TraceWalk: Semantic-based Process Graph Embedding for Consistency Checking
This addresses the issue of low accuracy and poor adaptability in open-domain PCC for business process management, representing a first attempt using deep learning in this interdisciplinary field.
The paper tackles the problem of process consistency checking (PCC) by introducing TraceWalk, a deep learning method that uses semantic-based process graph embeddings to predict consistencies between graphical and textual descriptions, achieving higher accuracy than state-of-the-art baselines.

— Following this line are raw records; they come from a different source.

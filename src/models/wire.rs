// GET /metrics response body

use serde::{Deserialize, Serialize};

use super::{ProcessSample, Snapshot};

#[derive(Debug, Clone, PartialEq, Serialize, Deserialize)]
pub struct ProcessEntry {
    pub pid: u32,
    pub name: String,
    pub cpu: f64,
    pub memory: f64,
}

impl From<ProcessSample> for ProcessEntry {
    fn from(p: ProcessSample) -> Self {
        Self {
            pid: p.pid,
            name: p.name,
            cpu: p.cpu_percent,
            memory: p.memory_percent,
        }
    }
}

/// `memory_used` and `memory_total` are in GB.
#[derive(Debug, Clone, PartialEq, Serialize, Deserialize)]
pub struct MetricsResponse {
    pub cpu: f64,
    pub memory_used: f64,
    pub memory_total: f64,
    pub processes: Vec<ProcessEntry>,
}

impl MetricsResponse {
    /// Builds the body from a snapshot and its already-ranked process list.
    pub fn new(snapshot: &Snapshot, top: Vec<ProcessSample>) -> Self {
        Self {
            cpu: snapshot.cpu_percent,
            memory_used: snapshot.memory_used_gb(),
            memory_total: snapshot.memory_total_gb(),
            processes: top.into_iter().map(ProcessEntry::from).collect(),
        }
    }
}
// `{status, message}` body shared by POST /terminate/{pid} and every error response

use serde::{Deserialize, Serialize};

#[derive(Debug, Clone, Copy, PartialEq, Eq, Serialize, Deserialize)]
#[serde(rename_all = "lowercase")]
pub enum ResponseStatus {
    Success,
    Error,
}

#[derive(Debug, Clone, PartialEq, Eq, Serialize, Deserialize)]
pub struct StatusMessage {
    pub status: ResponseStatus,
    pub message: String,
}

impl StatusMessage {
    pub fn success(message: impl Into<String>) -> Self {
        Self {
            status: ResponseStatus::Success,
            message: message.into(),
        }
    }

    pub fn error(message: impl Into<String>) -> Self {
        Self {
            status: ResponseStatus::Error,
            message: message.into(),
        }
    }
}

/// Outcome of a termination request.
pub type TerminationResult = StatusMessage;
pub type TerminationStatus = ResponseStatus;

Process consistency checking (PCC), an interdiscipline of natural language processing (NLP) and business process management (BPM), aims to quantify the degree of (in)consistencies between graphical and textual descriptions of a process. However, previous studies heavily depend on a great deal of complex expert-defined knowledge such as alignment rules and assessment metrics, thus suffer from the problems of low accuracy and poor adaptability when applied in open-domain scenarios. To address the above issues, this paper makes the first attempt that uses deep learning to perform PCC. Specifically, we proposed TraceWalk, using semantic information of process graphs to learn latent node representations, and integrates it into a convolutional neural network (CNN) based model called TraceNet to predict consistencies. The theoretical proof formally provides the PCC's lower limit and experimental results demonstrate that our approach performs more accurately than state-of-the-art baselines.